Stem cell fate is profoundly influenced by a complex interplay of biochemical and biophysical cues, with the latter increasingly recognized for its roles in cellular processes, yet the mechanisms are unclear. Since chromatin accessibility is a critical determinant in the processes of osteogenesis and bone repair, investigating the contributions of open chromatin regions (OCRs) to the intracellular signaling pathways triggered by topographical cues, which lead to osteogenic differentiation is highly valuable. This study explores the impact of the nanotopography of biomaterials on the osteogenic differentiation of human bone marrow stem cells (hBMSCs). By utilizing electrospun poly-L-lactide (PLLA) membranes with random fiber arrangements, we mimic the natural extracellular matrix (ECM) topography to study its effects on hBMSCs, contrasting them with flat PLLA controls. Through high-throughput Assay for Transposase-Accessible Chromatin with sequencing (ATAC-seq) and RNA sequencing (RNA-seq), we reveal that the nanotopography of electrospun surfaces promotes osteogenic differentiation by modulating the chromatin accessibility of the YBX1 gene promoter, leading to its upregulation. Lentiviral knockdown experiments further confirm the crucial role of YBX1, revealing a reversal of the osteogenic effects induced by nanotopography. This study emphasizes the importance of YBX1 in the osteogenic response to the surface topography of biomaterials and suggests that nanotopographical cues could be harnessed to direct stem cell fate. These findings are important for developing biomaterials that promote specific stem cell outcomes in regenerative medicine.

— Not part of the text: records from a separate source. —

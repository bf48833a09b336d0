//! Store directory management.
//!
//! This module handles the file system layout of a log store:
//!
//! ```text
//! <store>/
//! ├─ LOCK                      # Advisory lock for single-process access
//! └─ <topic>/
//!    ├─ TOPIC                  # Topic manifest
//!    └─ partition-<id>/        # Segment files of one partition
//! ```
//!
//! The LOCK file ensures only one process opens the store at a time.

use crate::error::{CoreError, CoreResult};
use crate::manifest::TopicManifest;
use crate::types::PartitionId;
use fs2::FileExt;
use std::fs::{self, File, OpenOptions};
use std::io::{self, Write};
use std::path::{Path, PathBuf};

/// File names within the store directory.
const LOCK_FILE: &str = "LOCK";
const TOPIC_MANIFEST_FILE: &str = "TOPIC";
/// Suffix for temporary files written by [`write_atomic`].
const TEMP_SUFFIX: &str = ".tmp";

/// Manages the store directory structure and file locking.
///
/// The `StoreDir` holds an exclusive lock on the store directory for its
/// whole lifetime. Dropping it releases the lock.
#[derive(Debug)]
pub struct StoreDir {
    /// Root directory path.
    path: PathBuf,
    /// Lock file handle (held for exclusive access).
    _lock_file: File,
}

impl StoreDir {
    /// Opens or creates a store directory.
    ///
    /// # Errors
    ///
    /// Returns an error if:
    /// - The directory doesn't exist and `create_if_missing` is false
    /// - Another process holds the lock (returns `StoreLocked`)
    /// - I/O errors occur
    pub fn open(path: &Path, create_if_missing: bool) -> CoreResult<Self> {
        if !path.exists() {
            if create_if_missing {
                fs::create_dir_all(path)?;
            } else {
                return Err(CoreError::invalid_format(format!(
                    "store directory does not exist: {}",
                    path.display()
                )));
            }
        }

        if !path.is_dir() {
            return Err(CoreError::invalid_format(format!(
                "path is not a directory: {}",
                path.display()
            )));
        }

        let lock_file = OpenOptions::new()
            .read(true)
            .write(true)
            .create(true)
            .truncate(false)
            .open(path.join(LOCK_FILE))?;

        if lock_file.try_lock_exclusive().is_err() {
            return Err(CoreError::StoreLocked);
        }

        Ok(Self {
            path: path.to_path_buf(),
            _lock_file: lock_file,
        })
    }

    /// Returns the path to the store directory.
    #[must_use]
    pub fn path(&self) -> &Path {
        &self.path
    }

    /// Returns the directory of a topic.
    #[must_use]
    pub fn topic_dir(&self, topic: &str) -> PathBuf {
        self.path.join(topic)
    }

    /// Returns the directory of one partition.
    #[must_use]
    pub fn partition_dir(&self, topic: &str, partition: PartitionId) -> PathBuf {
        self.topic_dir(topic).join(partition.to_string())
    }

    /// Returns the path to a topic's manifest.
    #[must_use]
    pub fn manifest_path(&self, topic: &str) -> PathBuf {
        self.topic_dir(topic).join(TOPIC_MANIFEST_FILE)
    }

    /// Loads a topic manifest.
    ///
    /// Returns `None` if the topic has never been created.
    ///
    /// # Errors
    ///
    /// Returns an error if the manifest exists but cannot be read or decoded.
    pub fn load_manifest(&self, topic: &str) -> CoreResult<Option<TopicManifest>> {
        let data = match fs::read(self.manifest_path(topic)) {
            Ok(data) => data,
            Err(e) if e.kind() == io::ErrorKind::NotFound => return Ok(None),
            Err(e) => return Err(e.into()),
        };
        TopicManifest::decode(&data).map(Some)
    }

    /// Saves a topic manifest atomically, creating the topic directory.
    ///
    /// # Errors
    ///
    /// Returns an error if the directory or file cannot be written.
    pub fn save_manifest(&self, manifest: &TopicManifest) -> CoreResult<()> {
        let topic_dir = self.topic_dir(&manifest.name);
        let created = !topic_dir.exists();
        fs::create_dir_all(&topic_dir)?;
        write_atomic(&self.manifest_path(&manifest.name), &manifest.encode())?;
        if created {
            sync_dir(&self.path)?;
        }
        Ok(())
    }

    /// Lists topics that have a manifest, sorted by name.
    ///
    /// # Errors
    ///
    /// Returns an error if the directory cannot be read.
    pub fn list_topics(&self) -> CoreResult<Vec<String>> {
        let mut names = Vec::new();
        for entry in fs::read_dir(&self.path)? {
            let entry = entry?;
            if !entry.file_type()?.is_dir() {
                continue;
            }
            if let Some(name) = entry.file_name().to_str() {
                if entry.path().join(TOPIC_MANIFEST_FILE).exists() {
                    names.push(name.to_string());
                }
            }
        }
        names.sort();
        Ok(names)
    }
}

/// Writes `data` to `path` so that readers see either the old or the new
/// contents, never a mix.
///
/// Uses the write-then-rename pattern:
/// 1. Write to a temporary file next to `path`
/// 2. Sync the temporary file
/// 3. Rename it over `path`
/// 4. Sync the parent directory so the rename is durable
///
/// # Errors
///
/// Returns an error if any step fails.
pub fn write_atomic(path: &Path, data: &[u8]) -> CoreResult<()> {
    let mut temp = path.as_os_str().to_owned();
    temp.push(TEMP_SUFFIX);
    let temp = PathBuf::from(temp);

    let mut file = File::create(&temp)?;
    file.write_all(data)?;
    file.sync_all()?;
    drop(file);

    fs::rename(&temp, path)?;
    if let Some(parent) = path.parent() {
        sync_dir(parent)?;
    }
    Ok(())
}

/// Syncs a directory so that file creations, renames and deletions in it
/// are durable.
///
/// Windows NTFS journals metadata operations and has no directory fsync,
/// so this is a no-op there.
///
/// # Errors
///
/// Returns an error if the directory cannot be opened or synced.
#[cfg(unix)]
pub fn sync_dir(path: &Path) -> CoreResult<()> {
    let dir = File::open(path)?;
    dir.sync_all()?;
    Ok(())
}

/// Syncs a directory so that file creations, renames and deletions in it
/// are durable.
#[cfg(not(unix))]
pub fn sync_dir(_path: &Path) -> CoreResult<()> {
    Ok(())
}

/// Removes a file if it exists.
pub(crate) fn remove_if_exists(path: &Path) -> io::Result<bool> {
    match fs::remove_file(path) {
        Ok(()) => Ok(true),
        Err(e) if e.kind() == io::ErrorKind::NotFound => Ok(false),
        Err(e) => Err(e),
    }
}

#[cfg(test)]
mod tests {
    use super::*;
    use crate::config::TopicConfig;
    use tempfile::tempdir;

    #[test]
    fn open_creates_directory() {
        let temp = tempdir().unwrap();
        let store_path = temp.path().join("new_store");

        assert!(!store_path.exists());
        let _dir = StoreDir::open(&store_path, true).unwrap();
        assert!(store_path.is_dir());
    }

    #[test]
    fn open_fails_if_not_exists_and_no_create() {
        let temp = tempdir().unwrap();
        let result = StoreDir::open(&temp.path().join("missing"), false);
        assert!(matches!(result, Err(CoreError::InvalidFormat { .. })));
    }

    #[test]
    fn lock_prevents_second_open() {
        let temp = tempdir().unwrap();
        let store_path = temp.path().join("locked");

        let _dir1 = StoreDir::open(&store_path, true).unwrap();
        let result = StoreDir::open(&store_path, true);
        assert!(matches!(result, Err(CoreError::StoreLocked)));
    }

    #[test]
    fn lock_released_on_drop() {
        let temp = tempdir().unwrap();
        let store_path = temp.path().join("reopen");

        {
            let _dir = StoreDir::open(&store_path, true).unwrap();
        }
        let _dir2 = StoreDir::open(&store_path, true).unwrap();
    }

    #[test]
    fn manifest_round_trip_and_listing() {
        let temp = tempdir().unwrap();
        let dir = StoreDir::open(temp.path(), true).unwrap();

        assert!(dir.load_manifest("orders").unwrap().is_none());
        assert!(dir.list_topics().unwrap().is_empty());

        let manifest = TopicManifest::new("orders", 3, TopicConfig::default());
        dir.save_manifest(&manifest).unwrap();
        dir.save_manifest(&TopicManifest::new("audit", 1, TopicConfig::default()))
            .unwrap();

        assert_eq!(dir.load_manifest("orders").unwrap(), Some(manifest));
        assert_eq!(dir.list_topics().unwrap(), vec!["audit", "orders"]);
    }

    #[test]
    fn paths_are_correct() {
        let temp = tempdir().unwrap();
        let dir = StoreDir::open(temp.path(), true).unwrap();

        assert_eq!(dir.topic_dir("t"), temp.path().join("t"));
        assert_eq!(
            dir.partition_dir("t", PartitionId::new(2)),
            temp.path().join("t").join("partition-2")
        );
        assert_eq!(dir.manifest_path("t"), temp.path().join("t").join("TOPIC"));
    }

    #[test]
    fn write_atomic_replaces_contents() {
        let temp = tempdir().unwrap();
        let path = temp.path().join("file");

        write_atomic(&path, b"first").unwrap();
        write_atomic(&path, b"second").unwrap();
        assert_eq!(fs::read(&path).unwrap(), b"second");
        assert!(!temp.path().join("file.tmp").exists());
    }

    #[test]
    fn remove_if_exists_reports_presence() {
        let temp = tempdir().unwrap();
        let path = temp.path().join("f");
        fs::write(&path, b"x").unwrap();
        assert!(remove_if_exists(&path).unwrap());
        assert!(!remove_if_exists(&path).unwrap());
    }
}
//! Message bus: bounded queues between the chat transport and the bridge.

pub mod queue;
pub mod types;

pub use queue::MessageBus;
pub use types::{InboundMessage, OutboundMessage, OutboundPayload, UserId};
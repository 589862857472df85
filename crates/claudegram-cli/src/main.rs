//! Claudegram CLI: entry point.
//!
//! # Commands
//!
//! - `claudegram run [--config PATH] [--logs]`: start the Telegram bridge
//! - `claudegram status [--config PATH]`: show configuration status
//! - `claudegram ask PROMPT [--fresh] [--cwd DIR]`: one local invocation

mod ask;
mod helpers;
mod run;
mod status;

use std::path::PathBuf;

use anyhow::Result;
use clap::{Parser, Subcommand};

// ─────────────────────────────────────────────
// CLI definition
// ─────────────────────────────────────────────

/// Claudegram: drive the Claude CLI from Telegram
#[derive(Parser)]
#[command(name = "claudegram", version, about, long_about = None)]
struct Cli {
    #[command(subcommand)]
    command: Commands,
}

#[derive(Subcommand)]
enum Commands {
    /// Start the bot (Telegram polling + bridge)
    Run {
        /// Config file (default: config.json next to the executable)
        #[arg(short, long)]
        config: Option<PathBuf>,

        /// Enable debug logging
        #[arg(long, default_value_t = false)]
        logs: bool,
    },

    /// Show configuration status
    Status {
        /// Config file (default: config.json next to the executable)
        #[arg(short, long)]
        config: Option<PathBuf>,
    },

    /// Send one prompt to Claude and print the reply
    Ask {
        /// The prompt text
        prompt: String,

        /// Start a new conversation instead of continuing
        #[arg(long, default_value_t = false)]
        fresh: bool,

        /// Directory to run in (default: configured working directory)
        #[arg(long)]
        cwd: Option<PathBuf>,

        /// Config file (default: config.json next to the executable)
        #[arg(short, long)]
        config: Option<PathBuf>,

        /// Enable debug logging
        #[arg(long, default_value_t = false)]
        logs: bool,
    },
}

// ─────────────────────────────────────────────
// Entrypoint
// ─────────────────────────────────────────────

#[tokio::main]
async fn main() -> Result<()> {
    let cli = Cli::parse();

    match cli.command {
        Commands::Run { config, logs } => {
            init_logging(default_filter(logs));
            run::run(config.as_deref()).await
        }
        Commands::Status { config } => status::run(config.as_deref()),
        Commands::Ask {
            prompt,
            fresh,
            cwd,
            config,
            logs,
        } => {
            init_logging(default_filter(logs));
            ask::run(&prompt, fresh, cwd, config.as_deref()).await
        }
    }
}

/// Log filter used when `RUST_LOG` is unset.
fn default_filter(logs: bool) -> &'static str {
    if logs {
        "claudegram=debug,info"
    } else {
        "info"
    }
}

/// Initialize tracing. `RUST_LOG` takes precedence over `fallback`.
fn init_logging(fallback: &str) {
    use tracing_subscriber::EnvFilter;

    let filter = EnvFilter::try_from_default_env().unwrap_or_else(|_| EnvFilter::new(fallback));

    tracing_subscriber::fmt()
        .with_env_filter(filter)
        .with_target(false)
        .compact()
        .init();
}
//! Claudegram Channels: chat transports.
//!
//! This crate provides:
//! - **base**: The `Channel` trait every transport implements
//! - **manager**: `ChannelManager`, lifecycle and ordered outbound routing
//! - **telegram** (feature `telegram`): long-polling Telegram bot

pub mod base;
pub mod manager;

#[cfg(feature = "telegram")]
pub mod telegram;

pub use base::Channel;
pub use manager::ChannelManager;
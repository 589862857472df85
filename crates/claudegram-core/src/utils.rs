//! Utility helpers: path resolution and string manipulation.

use std::path::PathBuf;

/// Directory containing the running executable.
///
/// Used as the home of `config.json` and as the fallback working directory.
/// Falls back to the current directory when the executable path is unknown.
pub fn get_app_dir() -> PathBuf {
    std::env::current_exe()
        .ok()
        .and_then(|exe| exe.parent().map(PathBuf::from))
        .or_else(|| std::env::current_dir().ok())
        .unwrap_or_else(|| PathBuf::from("."))
}

/// Expand `~` to the home directory in a path string.
pub fn expand_home(path: &str) -> PathBuf {
    if let Some(rest) = path.strip_prefix("~/") {
        if let Some(home) = dirs_next::home_dir() {
            return home.join(rest);
        }
    }
    if path == "~" {
        if let Some(home) = dirs_next::home_dir() {
            return home;
        }
    }
    PathBuf::from(path)
}

/// First `max_chars` characters of `s`, for log previews. Unicode-safe.
pub fn preview(s: &str, max_chars: usize) -> String {
    if s.chars().count() <= max_chars {
        s.to_string()
    } else {
        let head: String = s.chars().take(max_chars).collect();
        format!("{head}...")
    }
}

#[cfg(test)]
mod tests {
    use super::*;

    #[test]
    fn test_preview_short_string() {
        assert_eq!(preview("hello", 10), "hello");
    }

    #[test]
    fn test_preview_exact_length() {
        assert_eq!(preview("hello", 5), "hello");
    }

    #[test]
    fn test_preview_long_string() {
        assert_eq!(preview("hello world", 5), "hello...");
    }

    #[test]
    fn test_preview_unicode() {
        assert_eq!(preview("こんにちは世界です", 5), "こんにちは...");
    }

    #[test]
    fn test_expand_home_tilde() {
        let expanded = expand_home("~/test/path");
        assert!(!expanded.starts_with("~"));
        assert!(expanded.to_str().unwrap().ends_with("test/path"));
    }

    #[test]
    fn test_expand_home_absolute() {
        assert_eq!(expand_home("/absolute/path"), PathBuf::from("/absolute/path"));
    }

    #[test]
    fn test_expand_home_relative() {
        assert_eq!(expand_home("relative/path"), PathBuf::from("relative/path"));
    }

    #[test]
    fn test_app_dir_exists() {
        assert!(get_app_dir().is_dir());
    }
}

Our results further contribute to a deeper understanding of the mechanisms underlying stem cell differentiation in response to environmental cues and pave the way for the rational design of biomaterials with enhanced osteogenic potential. By elucidating the role of chromatin accessibility and specific transcription factors such as YBX1, this study highlights the intricate interplay between cell-material interactions and the intracellular signaling pathways that govern stem cell fate.